As a teenager, I worked on boat docks on the Lake of the Ozarks, pumping gas into speed boats and running fritters from the kitchen to the sunburned hands of customers. I worked hard to get tips and even harder to avoid the attention of grown men who spent their days astride jet skis. I dabbled in food service, but my gift of gab — as the owner called it when he fired me — lent itself to sitting down and chatting with people at my tables instead of listening to their orders and getting them water.
In college, I had a scholarship job that mandated I spend 15 hours per week in service to my university. While most would choose tutoring or shifts at the library, I elected to spend every afternoon filming the girls basketball team so their coach could analyze each frame for holes in their defense.
This job eventually gave way to one more encouraged by my major, which was pre-med at the time — working the front desk at the student health center. The pitfall of the job was the constant exposure to pathogens and the smell of latex gloves. But the upsides were numerous, namely a brisk trade in Z-packs any time I fell ill and the popularity one assumes after friends ask, “Should I sleep with him?” and you can shake your head solemnly and sagely whisper, “You’ll thank me one day.”
On my way out of college, I decided to move to New York City and work as a paralegal temporarily, until Harvard could wait no longer for me to matriculate at their law school. Harvard had tremendous patience when it came to me, however.
So I entered into the glittery world of media and public relations, but not before a brief stint nannying for a FOX News anchorperson, whose identity I can’t reveal other than to say she looked just like Cameron Diaz — if Cameron Diaz had two children, a tyrannical tycoon husband and a job that started every day at 4 a.m. I worked for several different media agencies during my time in New York, always wondering whether I was doing the right thing. As the sort of person who is prone to existential lines of questioning, I incessantly pondered whether I was doing what I should? Whether it mattered? Were my parents proud of me? Would Oprah say I had my “a-ha” moment?
Then I began having children, and there was little time to worry about anything beyond the delivery of basic needs and no space to wonder about my place in the stars when there were babies on the floor. Writing had begun to tease my hands during the few idle moments that came at night.
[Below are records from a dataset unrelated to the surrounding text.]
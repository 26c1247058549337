use std::{collections::BTreeSet, sync::LazyLock};

use regex::Regex;

use crate::{
    error::MappingError,
    matcher,
    node::{KEY_ROLES, KEY_TYPE, Node},
    op::{Direction, MapObj, ObjMode, Op, REST},
};

static VARIABLE_NAME: LazyLock<Regex> =
    LazyLock::new(|| Regex::new(r"^[A-Za-z_][A-Za-z0-9_]*$").expect("valid variable regex"));

static TYPE_NAME: LazyLock<Regex> =
    LazyLock::new(|| Regex::new(r"^(?:[^:\s]+:)?[^:\s]+$").expect("valid type name regex"));

/// A bidirectional rewrite rule.
///
/// The forward direction matches `matcher` and builds `builder`; the reverse
/// direction matches `builder` and builds `matcher`. Both directions are
/// validated when the mapping is created, so applying a mapping can only
/// succeed or fall through, never fail.
///
/// # Examples
///
/// ```
/// use uast_normalize::{Direction, Mapping, Node, Op};
///
/// // Rename `pred` to `p`, keeping every other field.
/// let rename = Mapping::new(
///     Op::part("rest", [("pred", Op::var("x"))]),
///     Op::part("rest", [("p", Op::var("x"))]),
/// )
/// .unwrap();
///
/// let node = Node::object([("pred", Node::from("v")), ("k", Node::Int(1))]);
/// let out = rename.apply(&node, Direction::Forward).unwrap();
/// assert_eq!(out, Node::object([("p", Node::from("v")), ("k", Node::Int(1))]));
/// ```
#[derive(Debug, Clone, PartialEq)]
pub struct Mapping {
    matcher: Op,
    builder: Op,
}

impl Mapping {
    pub fn new(matcher: Op, builder: Op) -> Result<Self, MappingError> {
        check_op(&matcher, true)?;
        check_op(&builder, true)?;

        let mapping = Mapping { matcher, builder };
        for dir in [Direction::Forward, Direction::Reverse] {
            let (from, to) = mapping.sides(dir);
            if to.is_composite() && !from.is_composite() {
                return Err(MappingError::UnpairedComposite(to.kind()));
            }
            let bound = variables(from, Side::Match, dir);
            let used = variables(to, Side::Build, dir);
            if let Some(name) = used.difference(&bound).next() {
                return Err(MappingError::UnboundVariable {
                    name: name.clone(),
                    direction: dir,
                });
            }
        }
        Ok(mapping)
    }

    /// Match and build patterns used in `dir`.
    pub fn sides(&self, dir: Direction) -> (&Op, &Op) {
        match dir {
            Direction::Forward => (&self.matcher, &self.builder),
            Direction::Reverse => (&self.builder, &self.matcher),
        }
    }

    /// Rewrites `node` if the mapping applies in `dir`. The matched subtrees
    /// are moved into the result; `Err` hands the node back untouched for the
    /// next mapping.
    pub fn rewrite(&self, node: Node, dir: Direction) -> Result<Node, Node> {
        let (from, to) = self.sides(dir);
        matcher::rewrite(from, to, node, dir)
    }

    /// Borrowing form of [`rewrite`](Self::rewrite); `None` means the node
    /// does not match.
    pub fn apply(&self, node: &Node, dir: Direction) -> Option<Node> {
        self.rewrite(node.clone(), dir).ok()
    }
}

/// A mapping that renames or reshapes a bounded set of fields and keeps all
/// other fields as they are.
pub fn map_obj(map: MapObj) -> Result<Mapping, MappingError> {
    let op = Op::MapObj(map);
    Mapping::new(op.clone(), op)
}

#[derive(Debug, Clone, Copy, PartialEq, Eq)]
enum Side {
    Match,
    Build,
}

/// Structural checks that do not depend on the paired pattern.
fn check_op(op: &Op, top: bool) -> Result<(), MappingError> {
    if op.is_composite() && !top {
        return Err(MappingError::NestedComposite(op.kind()));
    }

    match op {
        Op::Var(name) => check_variable(name),
        Op::Is(_) => Ok(()),
        Op::Arr(items) => items.iter().try_for_each(|item| check_op(item, false)),
        Op::Obj(obj) => {
            if let ObjMode::Partial(rest) = &obj.mode {
                check_variable(rest)?;
            }
            check_fields(&obj.fields)
        }
        Op::MapObj(map) => check_map_obj(map),
        Op::AnnotateType {
            type_name, fields, ..
        } => {
            check_type_name(type_name)?;
            match fields {
                Some(map) => {
                    for (key, _) in map.extract.iter().chain(&map.construct) {
                        if key == KEY_TYPE || key == KEY_ROLES {
                            return Err(MappingError::ReservedKey(key.clone()));
                        }
                    }
                    check_map_obj(map)
                }
                None => Ok(()),
            }
        }
        Op::AnnotateIfNoRoles { type_name, .. } => check_type_name(type_name),
    }
}

fn check_map_obj(map: &MapObj) -> Result<(), MappingError> {
    check_fields(&map.extract)?;
    check_fields(&map.construct)
}

fn check_fields(fields: &[(String, Op)]) -> Result<(), MappingError> {
    let mut seen = BTreeSet::new();
    for (key, op) in fields {
        if !seen.insert(key.as_str()) {
            return Err(MappingError::DuplicateKey { key: key.clone() });
        }
        check_op(op, false)?;
    }
    Ok(())
}

fn check_variable(name: &str) -> Result<(), MappingError> {
    if VARIABLE_NAME.is_match(name) {
        Ok(())
    } else {
        Err(MappingError::InvalidVariable(name.to_string()))
    }
}

fn check_type_name(type_name: &str) -> Result<(), MappingError> {
    if TYPE_NAME.is_match(type_name) {
        Ok(())
    } else {
        Err(MappingError::InvalidTypeName(type_name.to_string()))
    }
}

/// Variables an op binds (match side) or requires (build side) in `dir`.
fn variables(op: &Op, side: Side, dir: Direction) -> BTreeSet<String> {
    let mut out = BTreeSet::new();
    collect_variables(op, side, dir, &mut out);
    out
}

fn collect_variables(op: &Op, side: Side, dir: Direction, out: &mut BTreeSet<String>) {
    match op {
        Op::Var(name) => {
            out.insert(name.clone());
        }
        Op::Is(_) => {}
        Op::Arr(items) => {
            for item in items {
                collect_variables(item, side, dir, out);
            }
        }
        Op::Obj(obj) => {
            if let ObjMode::Partial(rest) = &obj.mode {
                out.insert(rest.clone());
            }
            for (_, field) in &obj.fields {
                collect_variables(field, side, dir, out);
            }
        }
        Op::MapObj(map) => {
            out.insert(REST.to_string());
            collect_map_obj(map, side, dir, out);
        }
        Op::AnnotateType { fields, .. } => {
            out.insert(REST.to_string());
            if let Some(map) = fields {
                collect_map_obj(map, side, dir, out);
            }
        }
        Op::AnnotateIfNoRoles { .. } => {
            out.insert(REST.to_string());
        }
    }
}

fn collect_map_obj(map: &MapObj, side: Side, dir: Direction, out: &mut BTreeSet<String>) {
    let fields = match side {
        Side::Match => map.source(dir),
        Side::Build => map.target(dir),
    };
    for (_, field) in fields {
        collect_variables(field, side, dir, out);
    }
}
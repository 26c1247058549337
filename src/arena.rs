//! Index-addressed, read-only view of a canonical tree.
//!
//! A [`Tree`] flattens a [`Node`] into arena entries addressed by [`NodeId`].
//! Parent, child and sibling relations are stored as ids, so navigation in any
//! direction is O(1) and no entry owns or borrows another. This is the shape
//! query adapters walk; rewriting always happens on [`Node`] values.
//!
//! Ids are assigned in pre-order: the root is always the first entry and a
//! parent always precedes its children.

use std::fmt;

use crate::{
    node::{KEY_ROLES, KEY_TYPE, Node, Object, split_type_name},
    role::Role,
};

/// Position of an entry in its [`Tree`].
#[derive(Debug, Clone, Copy, PartialEq, Eq, PartialOrd, Ord, Hash)]
pub struct NodeId(usize);

impl NodeId {
    pub fn index(self) -> usize {
        self.0
    }
}

impl fmt::Display for NodeId {
    fn fmt(&self, f: &mut fmt::Formatter<'_>) -> fmt::Result {
        write!(f, "n{}", self.0)
    }
}

/// What an entry holds. Containers keep their contents as child entries.
#[derive(Debug, Clone, PartialEq)]
pub enum Shape {
    Object,
    Array,
    Leaf(Node),
}

/// How an entry is reached from its parent.
#[derive(Debug, Clone, PartialEq, Eq)]
pub enum Edge {
    Root,
    Field(String),
    Index(usize),
}

#[derive(Debug, Clone)]
struct Entry {
    shape: Shape,
    edge: Edge,
    parent: Option<NodeId>,
    // index in the parent's child list
    position: usize,
    children: Vec<NodeId>,
}

#[derive(Debug, Clone)]
pub struct Tree {
    entries: Vec<Entry>,
}

impl From<Node> for Tree {
    fn from(node: Node) -> Self {
        let mut tree = Tree {
            entries: Vec::new(),
        };
        tree.insert(node, Edge::Root, None, 0);
        tree
    }
}

/// Accessors take ids produced by the same tree and panic on foreign ids.
impl Tree {
    fn insert(&mut self, node: Node, edge: Edge, parent: Option<NodeId>, position: usize) -> NodeId {
        let id = NodeId(self.entries.len());

        let (shape, children): (Shape, Vec<(Edge, Node)>) = match node {
            Node::Object(fields) => (
                Shape::Object,
                fields.into_iter().map(|(k, v)| (Edge::Field(k), v)).collect(),
            ),
            Node::Array(items) => (
                Shape::Array,
                items
                    .into_iter()
                    .enumerate()
                    .map(|(i, v)| (Edge::Index(i), v))
                    .collect(),
            ),
            leaf => (Shape::Leaf(leaf), Vec::new()),
        };

        self.entries.push(Entry {
            shape,
            edge,
            parent,
            position,
            children: Vec::new(),
        });

        let ids: Vec<NodeId> = children
            .into_iter()
            .enumerate()
            .map(|(pos, (edge, child))| self.insert(child, edge, Some(id), pos))
            .collect();
        self.entries[id.0].children = ids;

        id
    }

    fn entry(&self, id: NodeId) -> &Entry {
        &self.entries[id.0]
    }

    pub fn root(&self) -> NodeId {
        NodeId(0)
    }

    pub fn len(&self) -> usize {
        self.entries.len()
    }

    pub fn is_empty(&self) -> bool {
        self.entries.is_empty()
    }

    pub fn cursor(&self) -> Cursor<'_> {
        Cursor {
            tree: self,
            current: self.root(),
        }
    }

    pub fn shape(&self, id: NodeId) -> &Shape {
        &self.entry(id).shape
    }

    pub fn edge(&self, id: NodeId) -> &Edge {
        &self.entry(id).edge
    }

    /// Scalar value of a leaf entry.
    pub fn value(&self, id: NodeId) -> Option<&Node> {
        match self.shape(id) {
            Shape::Leaf(node) => Some(node),
            _ => None,
        }
    }

    pub fn parent(&self, id: NodeId) -> Option<NodeId> {
        self.entry(id).parent
    }

    pub fn children(&self, id: NodeId) -> &[NodeId] {
        &self.entry(id).children
    }

    pub fn next_sibling(&self, id: NodeId) -> Option<NodeId> {
        let entry = self.entry(id);
        let parent = entry.parent?;
        self.children(parent).get(entry.position + 1).copied()
    }

    pub fn prev_sibling(&self, id: NodeId) -> Option<NodeId> {
        let entry = self.entry(id);
        let parent = entry.parent?;
        let position = entry.position.checked_sub(1)?;
        self.children(parent).get(position).copied()
    }

    /// Child of an object entry reached through `key`.
    pub fn field(&self, id: NodeId, key: &str) -> Option<NodeId> {
        self.children(id)
            .iter()
            .copied()
            .find(|child| matches!(self.edge(*child), Edge::Field(k) if k == key))
    }

    pub fn type_name(&self, id: NodeId) -> Option<&str> {
        let type_id = self.field(id, KEY_TYPE)?;
        self.value(type_id).and_then(Node::as_str)
    }

    /// `@type` split into namespace and local name.
    pub fn type_parts(&self, id: NodeId) -> Option<(Option<&str>, &str)> {
        self.type_name(id).map(split_type_name)
    }

    pub fn roles(&self, id: NodeId) -> Vec<Role> {
        match self.field(id, KEY_ROLES) {
            Some(list) => self
                .children(list)
                .iter()
                .filter_map(|item| self.value(*item).and_then(Node::as_role))
                .collect(),
            None => Vec::new(),
        }
    }

    /// Pre-order walk of `id` and everything below it.
    pub fn descendants(&self, id: NodeId) -> Descendants<'_> {
        Descendants {
            tree: self,
            stack: vec![id],
        }
    }

    /// Rebuilds the subtree rooted at `id` as an owned node.
    pub fn to_node(&self, id: NodeId) -> Node {
        let entry = self.entry(id);
        match &entry.shape {
            Shape::Leaf(node) => node.clone(),
            Shape::Array => Node::Array(entry.children.iter().map(|c| self.to_node(*c)).collect()),
            Shape::Object => {
                let fields: Object = entry
                    .children
                    .iter()
                    .filter_map(|c| match self.edge(*c) {
                        Edge::Field(key) => Some((key.clone(), self.to_node(*c))),
                        _ => None,
                    })
                    .collect();
                Node::Object(fields)
            }
        }
    }
}

pub struct Descendants<'a> {
    tree: &'a Tree,
    stack: Vec<NodeId>,
}

impl Iterator for Descendants<'_> {
    type Item = NodeId;

    fn next(&mut self) -> Option<NodeId> {
        let id = self.stack.pop()?;
        self.stack
            .extend(self.tree.children(id).iter().rev().copied());
        Some(id)
    }
}

/// Stateful navigator over a [`Tree`]. Every `move_*` returns `false` and
/// stays put when the target does not exist.
#[derive(Debug, Clone, Copy)]
pub struct Cursor<'a> {
    tree: &'a Tree,
    current: NodeId,
}

impl<'a> Cursor<'a> {
    pub fn current(&self) -> NodeId {
        self.current
    }

    pub fn tree(&self) -> &'a Tree {
        self.tree
    }

    pub fn move_to_root(&mut self) {
        self.current = self.tree.root();
    }

    pub fn move_to_parent(&mut self) -> bool {
        self.move_to(self.tree.parent(self.current))
    }

    pub fn move_to_first_child(&mut self) -> bool {
        self.move_to(self.tree.children(self.current).first().copied())
    }

    pub fn move_to_next(&mut self) -> bool {
        self.move_to(self.tree.next_sibling(self.current))
    }

    pub fn move_to_prev(&mut self) -> bool {
        self.move_to(self.tree.prev_sibling(self.current))
    }

    fn move_to(&mut self, target: Option<NodeId>) -> bool {
        match target {
            Some(id) => {
                self.current = id;
                true
            }
            None => false,
        }
    }
}
fn match_annotation<'a>(
    type_name: &str,
    fields: Option<&MapObj>,
    roles: &[Role],
    guarded: bool,
    node: &'a Node,
    dir: Direction,
    bindings: &mut Bindings<'a>,
) -> bool {
    let Node::Object(obj) = node else {
        return false;
    };

    if obj.get(KEY_TYPE).and_then(Node::as_str) != Some(type_name) {
        return false;
    }

    // A malformed @role is left alone rather than overwritten.
    let current: &[Node] = match obj.get(KEY_ROLES) {
        None => &[],
        Some(Node::Array(items)) => items,
        Some(_) => return false,
    };

    let roles_ok = match (dir, guarded) {
        (Direction::Forward, false) => true,
        (Direction::Forward, true) => current.is_empty(),
        (Direction::Reverse, false) => carries_all(current, roles),
        (Direction::Reverse, true) => {
            carries_all(current, roles)
                && current
                    .iter()
                    .all(|n| n.as_role().is_some_and(|r| roles.contains(&r)))
        }
    };
    if !roles_ok {
        return false;
    }

    match_fields(annotation_fields(fields, dir, Side::Match), obj, Some(REST), dir, bindings)
}

/// Whether the build side of `op` can be assembled from `bindings` without
/// overwriting a carried field.
fn fits(op: &Op, dir: Direction, bindings: &Bindings<'_>) -> bool {
    match op {
        Op::Var(_) | Op::Is(_) => true,
        Op::Arr(items) => items.iter().all(|item| fits(item, dir, bindings)),
        Op::Obj(obj) => match &obj.mode {
            ObjMode::Exact => obj.fields.iter().all(|(_, op)| fits(op, dir, bindings)),
            ObjMode::Partial(rest) => fields_fit(&obj.fields, bindings.require(rest), dir, bindings),
        },
        Op::MapObj(map) => fields_fit(map.target(dir), bindings.require(REST), dir, bindings),
        Op::AnnotateType { fields, .. } => fields_fit(
            annotation_fields(fields.as_ref(), dir, Side::Build),
            bindings.require(REST),
            dir,
            bindings,
        ),
        Op::AnnotateIfNoRoles { .. } => bindings.require(REST).is_object(),
    }
}

fn fields_fit(pattern: &[(String, Op)], base: &Bound<'_>, dir: Direction, bindings: &Bindings<'_>) -> bool {
    base.is_object()
        && pattern
            .iter()
            .all(|(key, op)| !base.contains_key(key) && fits(op, dir, bindings))
}

#[derive(Debug, Clone, Copy, PartialEq, Eq)]
enum Side {
    Match,
    Build,
}

fn annotation_fields(fields: Option<&MapObj>, dir: Direction, side: Side) -> &[(String, Op)] {
    match (fields, side) {
        (Some(map), Side::Match) => map.source(dir),
        (Some(map), Side::Build) => map.target(dir),
        (None, _) => &[],
    }
}

/// Owned subtrees moved out of a matched node for the build side.
struct Captures {
    vars: HashMap<String, Node>,
    // remaining build-side uses per variable
    uses: HashMap<String, usize>,
}

impl Captures {
    fn new(build: &Op, dir: Direction) -> Self {
        let mut uses = HashMap::new();
        count_uses(build, dir, &mut uses);
        Captures {
            vars: HashMap::new(),
            uses,
        }
    }

    /// Keeps the first subtree captured under `name`; later occurrences are
    /// equal to it and are dropped.
    fn capture(&mut self, name: &str, node: Node) {
        if self.uses.contains_key(name) && !self.vars.contains_key(name) {
            self.vars.insert(name.to_string(), node);
        }
    }

    fn take(&mut self, name: &str) -> Node {
        let remaining = match self.uses.get_mut(name) {
            Some(count) => {
                *count = count.saturating_sub(1);
                *count
            }
            None => 0,
        };
        let node = if remaining > 0 {
            self.vars.get(name).cloned()
        } else {
            self.vars.remove(name)
        };
        match node {
            Some(node) => node,
            None => panic!("build pattern references unbound variable `{}`", name),
        }
    }

    fn take_object(&mut self, name: &str) -> Object {
        match self.take(name) {
            Node::Object(fields) => fields,
            // rest bindings are checked to be objects before the build starts
            _ => Object::new(),
        }
    }
}
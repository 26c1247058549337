//! Baseline rules every native tree goes through.

use crate::{
    annotate::annotate_type,
    error::MappingError,
    mapping::Mapping,
    pipeline::Pipeline,
    role::Role,
};

/// Type loaders assign to native nodes they could not classify.
pub const INTERNAL_TYPE: &str = "internal-type";

/// Role annotations applied to native trees.
pub fn annotations() -> Vec<Result<Mapping, MappingError>> {
    vec![annotate_type(INTERNAL_TYPE, None, [Role::INCOMPLETE])]
}

/// The baseline native pipeline: one annotation stage, then roles dedup.
pub fn native() -> Result<Pipeline, MappingError> {
    Pipeline::builder().stage("annotations", annotations()).build()
}
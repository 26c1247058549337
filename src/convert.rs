//! JSON <-> Node conversion utilities

use std::fmt;

use crate::{error::Error, node::Node};

/// Convert serde_json::Value to Node
pub fn from_json(v: serde_json::Value) -> Node {
    match v {
        serde_json::Value::Null => Node::Nil,
        serde_json::Value::Bool(b) => Node::Bool(b),
        serde_json::Value::Number(n) => match n.as_i64() {
            Some(i) => Node::Int(i),
            None => n.as_f64().map(Node::Float).unwrap_or(Node::Nil),
        },
        serde_json::Value::String(s) => Node::String(s),
        serde_json::Value::Array(arr) => Node::Array(arr.into_iter().map(from_json).collect()),
        serde_json::Value::Object(obj) => {
            Node::Object(obj.into_iter().map(|(k, v)| (k, from_json(v))).collect())
        }
    }
}

/// Convert Node to serde_json::Value
pub fn to_json(node: Node) -> serde_json::Value {
    match node {
        Node::Nil => serde_json::Value::Null,
        Node::Bool(b) => serde_json::Value::Bool(b),
        Node::Int(i) => serde_json::Value::Number(i.into()),
        Node::Float(f) => serde_json::Number::from_f64(f)
            .map(serde_json::Value::Number)
            .unwrap_or(serde_json::Value::Null),
        Node::String(s) => serde_json::Value::String(s),
        Node::Array(arr) => serde_json::Value::Array(arr.into_iter().map(to_json).collect()),
        Node::Object(obj) => {
            serde_json::Value::Object(obj.into_iter().map(|(k, v)| (k, to_json(v))).collect())
        }
    }
}

impl Node {
    /// Parses a JSON document into a tree.
    pub fn from_json_str(input: &str) -> Result<Node, Error> {
        let value: serde_json::Value = serde_json::from_str(input)?;
        Ok(from_json(value))
    }
}

impl From<serde_json::Value> for Node {
    fn from(v: serde_json::Value) -> Self {
        from_json(v)
    }
}

/// Compact JSON with sorted keys.
impl fmt::Display for Node {
    fn fmt(&self, f: &mut fmt::Formatter<'_>) -> fmt::Result {
        write!(f, "{}", to_json(self.clone()))
    }
}
//! # Pattern algebra
//!
//! An [`Op`] is a pattern over [`Node`] that works both ways: on the *match*
//! side it checks a candidate node and binds variables, on the *build* side it
//! constructs a node from those bindings. A [`Mapping`](crate::Mapping) pairs a
//! match op with a build op.
//!
//! ## Notation
//!
//! The examples below use a compact notation for patterns:
//!
//! ```text
//! x                    Var("x")
//! "typed"              Is("typed")
//! {k: x}               Obj, exact key set
//! {k: x, ..rest}       Obj, partial; other keys bound to `rest`
//! [x, y]               Arr
//! ```
//!
//! ## Direction
//!
//! Plain ops (`Var`, `Is`, `Arr`, `Obj`) behave the same in both directions.
//! The composite ops (`MapObj`, `AnnotateType`, `AnnotateIfNoRoles`) stand on
//! both sides of their mapping and use [`Direction`] to decide which half of
//! the rewrite they perform.

use std::fmt;

use crate::{node::Node, role::Role};

/// Binding name under which composite ops carry the residual object from the
/// match side to the build side. Never a valid user variable name.
pub(crate) const REST: &str = "@rest";

/// Which way a mapping is being applied.
#[derive(Debug, Clone, Copy, PartialEq, Eq, Hash)]
pub enum Direction {
    /// Native to canonical (normalize)
    Forward,
    /// Canonical to native (denormalize)
    Reverse,
}

impl fmt::Display for Direction {
    fn fmt(&self, f: &mut fmt::Formatter<'_>) -> fmt::Result {
        match self {
            Direction::Forward => write!(f, "forward"),
            Direction::Reverse => write!(f, "reverse"),
        }
    }
}

/// Ordered `key -> pattern` list of an object pattern.
///
/// Kept as a list rather than a map so that duplicate keys survive until
/// mapping validation rejects them.
pub type Fields = Vec<(String, Op)>;

/// How an object pattern treats keys it does not declare.
#[derive(Debug, Clone, PartialEq)]
pub enum ObjMode {
    /// The node's key set must equal the declared keys.
    Exact,

    /// Declared keys must be present; the remaining fields are bound, as one
    /// object, to the named rest variable.
    Partial(String),
}

/// Object pattern.
#[derive(Debug, Clone, PartialEq)]
pub struct Obj {
    pub fields: Fields,
    pub mode: ObjMode,
}

/// Paired extract/construct object patterns.
///
/// Forward: `extract` is matched partially against the node and `construct`
/// builds the replacement over the untouched residual fields. Reverse swaps
/// the two lists.
///
/// ```text
/// MapObj({k: x}, {key: x})
///   {"@type": "t", "k": 1}  =>  {"@type": "t", "key": 1}
/// ```
#[derive(Debug, Clone, PartialEq)]
pub struct MapObj {
    pub extract: Fields,
    pub construct: Fields,
}

impl MapObj {
    pub fn new<K1, I1, K2, I2>(extract: I1, construct: I2) -> Self
    where
        K1: Into<String>,
        I1: IntoIterator<Item = (K1, Op)>,
        K2: Into<String>,
        I2: IntoIterator<Item = (K2, Op)>,
    {
        MapObj {
            extract: collect_fields(extract),
            construct: collect_fields(construct),
        }
    }

    /// The list matched against the node in the given direction.
    pub(crate) fn source(&self, dir: Direction) -> &Fields {
        match dir {
            Direction::Forward => &self.extract,
            Direction::Reverse => &self.construct,
        }
    }

    /// The list built into the output in the given direction.
    pub(crate) fn target(&self, dir: Direction) -> &Fields {
        match dir {
            Direction::Forward => &self.construct,
            Direction::Reverse => &self.extract,
        }
    }
}

/// A pattern node.
#[derive(Debug, Clone, PartialEq)]
pub enum Op {
    /// Named variable
    ///
    /// The first occurrence in a match pattern binds the matched subtree; any
    /// later occurrence must match a structurally equal subtree. On the build
    /// side it yields the bound subtree.
    ///
    /// # Example
    /// ```text
    /// {left: x, right: x}   matches {"left": 1, "right": 1}
    ///                       fails   {"left": 1, "right": 2}
    /// ```
    Var(String),

    /// Constant
    ///
    /// Matches a structurally equal node and builds a copy of it. Used to
    /// scope a rule, e.g. `{"@type": "go:Ident", ..rest}`.
    Is(Node),

    /// Fixed-length array, matched and built element-wise.
    Arr(Vec<Op>),

    /// Object pattern, exact or partial.
    Obj(Obj),

    /// Field rename/reshape over a partially matched object.
    MapObj(MapObj),

    /// Role annotation for nodes of one `@type`
    ///
    /// Matches objects whose `@type` equals `type_name` (and whose fields match
    /// the optional field mapping); builds the same object with `roles`
    /// appended to `@role`. Duplicates are left for the dedup pass.
    ///
    /// # Example
    /// ```text
    /// AnnotateType("typed", MapObj({k: x}, {key: x}), [10])
    ///   {"@type": "typed", "k": "v"}
    ///     => {"@type": "typed", "@role": [10], "key": "v"}
    /// ```
    AnnotateType {
        type_name: String,
        fields: Option<MapObj>,
        roles: Vec<Role>,
    },

    /// Role annotation that only fires while the node has no roles yet, so
    /// re-applying it is a no-op.
    AnnotateIfNoRoles { type_name: String, roles: Vec<Role> },
}

impl Op {
    pub fn var(name: impl Into<String>) -> Self {
        Op::Var(name.into())
    }

    pub fn is(node: impl Into<Node>) -> Self {
        Op::Is(node.into())
    }

    pub fn arr<I>(items: I) -> Self
    where
        I: IntoIterator<Item = Op>,
    {
        Op::Arr(items.into_iter().collect())
    }

    /// Exact object pattern.
    pub fn obj<K, I>(fields: I) -> Self
    where
        K: Into<String>,
        I: IntoIterator<Item = (K, Op)>,
    {
        Op::Obj(Obj {
            fields: collect_fields(fields),
            mode: ObjMode::Exact,
        })
    }

    /// Partial object pattern; undeclared fields are bound to `rest`.
    pub fn part<K, I>(rest: impl Into<String>, fields: I) -> Self
    where
        K: Into<String>,
        I: IntoIterator<Item = (K, Op)>,
    {
        Op::Obj(Obj {
            fields: collect_fields(fields),
            mode: ObjMode::Partial(rest.into()),
        })
    }

    pub fn map_obj(map: MapObj) -> Self {
        Op::MapObj(map)
    }

    /// True for ops that rewrite a node on their own and may only stand at
    /// the top of a pattern.
    pub fn is_composite(&self) -> bool {
        matches!(
            self,
            Op::MapObj(_) | Op::AnnotateType { .. } | Op::AnnotateIfNoRoles { .. }
        )
    }

    /// Short name used in error messages.
    pub fn kind(&self) -> &'static str {
        match self {
            Op::Var(_) => "Var",
            Op::Is(_) => "Is",
            Op::Arr(_) => "Arr",
            Op::Obj(_) => "Obj",
            Op::MapObj(_) => "MapObj",
            Op::AnnotateType { .. } => "AnnotateType",
            Op::AnnotateIfNoRoles { .. } => "AnnotateIfNoRoles",
        }
    }
}

fn collect_fields<K, I>(fields: I) -> Fields
where
    K: Into<String>,
    I: IntoIterator<Item = (K, Op)>,
{
    fields.into_iter().map(|(k, op)| (k.into(), op)).collect()
}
Those hours I spent blinking into the white light cast by the screen became a wormhole back to the stories I always loved to tell people. And like every schmuck to have had a glass or two of chardonnay before reading their manuscript to someone, I began to wonder about the long-term prospects of a career in writing.
The problem with writing, in case you didn’t know, is that it pays poorly. Unless you possess a novel knack for writing prolifically about vampires or penned a treatise about a prep school boy imbued with magical powers or your name rhymes with Schmeven Schming, it’s a tough slog. Many would argue it can’t be relied on as a job; it’s merely a pastime meant to augment a real job. The problem is I don’t really want a real job. Before anyone lambasts my lack of initiative, understand I probably worked more hours in my media career than many of you will ever work. I bear the furrows in my skin and the night terrors after anyone mentions shows such as “America’s Next Top Model” as proof.
It is because I need a job that still allows me to parent three children and also won’t grab away those restless hours to write sketches and shows that I found myself drawn to the recent job calling that sounded over the Internet: “NASA Will Pay You $170 To Lie In Bed.”
It’s rare I find a job title in which I like all of the words. Usually I find some of the words appealing, such as “writer,” but the others to be really dreadful, such as it’s frequent accompaniment, “grant.” In this case, though, all the words were very good. NASA. Pay. Lie. Bed. I already know I’m executive level at lying in bed, so why should I withhold this mastery from NASA if this is the new kind of astronaut they need? I would be a pioneer of the otherworld while under covers. I went to the website in search of a more formalized job description. There, obscured by the best-fitting role of my life, I found the fine print. The Bed Rest Study, as it was referred, promised $18,000. It pledged little to no time in an upright position. It also, however, required you to relocate to Galveston, Texas, for no fewer than three months.
I closed my laptop, let out a deep sigh and walked away from my dream job. There was a time in my life when I would have applied for the study, and I would have gone away for a few months while everyone at home scratched their heads and said, “Erin’s off doing one of her stupid jobs again.” That time has passed for me, though, so I will continue to scribble words and maintain the job that pays me no dollars to stay on my feet as much as possible.